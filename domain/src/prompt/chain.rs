//! Prompt templates for planning, relevance judgment and synthesis

use crate::tool::entities::ToolDescriptor;

/// Prepended to arithmetic outputs in the synthesis transcript.
pub const ARITHMETIC_OUTPUT_PREFIX: &str =
    "Do not format the following number with LaTeX or Markdown: ";

/// Templates for the chain engine's LLM calls
pub struct ChainPromptTemplate;

impl ChainPromptTemplate {
    /// System prompt for the planner, listing every available tool.
    pub fn planner_system<'a>(tools: impl IntoIterator<Item = &'a ToolDescriptor>) -> String {
        let tool_list = tools
            .into_iter()
            .map(|t| {
                let args = t.argument_names();
                if args.is_empty() {
                    format!("- {}: {}", t.name, t.description)
                } else {
                    format!("- {}: {} (arguments: {})", t.name, t.description, args.join(", "))
                }
            })
            .collect::<Vec<_>>()
            .join("\n");

        format!(
            r#"You are a task-planning assistant with access to a set of tools.
The user will give you a request in natural language. Split it into sub-tasks
so that each sub-task can be solved by one of the tools below.

Available tools (use these names exactly):
{tool_list}

Return the tools chosen for the sub-tasks, in execution order. When a step
needs the output of an earlier step, write {{{{tool_name}}}} inside an argument
value, where tool_name is the earlier step's tool.

Response format: a JSON array where every element is an object with a "name"
field and an "arguments" object.

Do not answer in natural language and do not use tool names that are not
listed above."#
        )
    }

    /// System prompt for the relevance judge
    pub fn judge_system() -> &'static str {
        r#"You are an assistant that is good at analysing the relationship between two pieces of text.
Decide whether the answer can serve as context for solving the user's query, is related to the query, or helps resolve it.
Answers that count as context include a retrieved time such as "2025年05月29日 10:00:26", text related to the query such as reference material, and intermediate status reached while resolving the query, such as a file being created, written, or an email being sent.
If the answer can serve as context reply "True", otherwise reply "False".
Reply with True or False only, nothing else."#
    }

    /// User message for the relevance judge
    pub fn judge_user(query: &str, output: &str) -> String {
        format!("User query: \"{}\"\nAnswer: {}", query, output)
    }
}

#[cfg(test)]
mod tests {
    use super::*;

    #[test]
    fn test_planner_prompt_lists_tools_and_placeholder_syntax() {
        let tools = vec![
            ToolDescriptor::new("get_time", "Current local time"),
            ToolDescriptor::new("create_file", "Create a file")
                .with_string_arg("file_name", "Name", true)
                .with_string_arg("content", "Body", false),
        ];
        let prompt = ChainPromptTemplate::planner_system(&tools);

        assert!(prompt.contains("- get_time: Current local time"));
        assert!(prompt.contains("- create_file: Create a file (arguments: "));
        assert!(prompt.contains("{{tool_name}}"));
        assert!(prompt.contains("JSON array"));
    }

    #[test]
    fn test_judge_user_message_carries_both_texts() {
        let msg = ChainPromptTemplate::judge_user("what time?", "10:00");
        assert!(msg.contains("what time?"));
        assert!(msg.ends_with("Answer: 10:00"));
    }
}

┄┄┄┄┄┄┄┄┄┄┄┄┄┄┄┄┄┄┄┄

Lines with the string "array": pick each one out of the material and return it.

WRITTEN ANSWER:
Response format: a JSON array where every element is an object with a "name"
        assert!(prompt.contains("JSON array"));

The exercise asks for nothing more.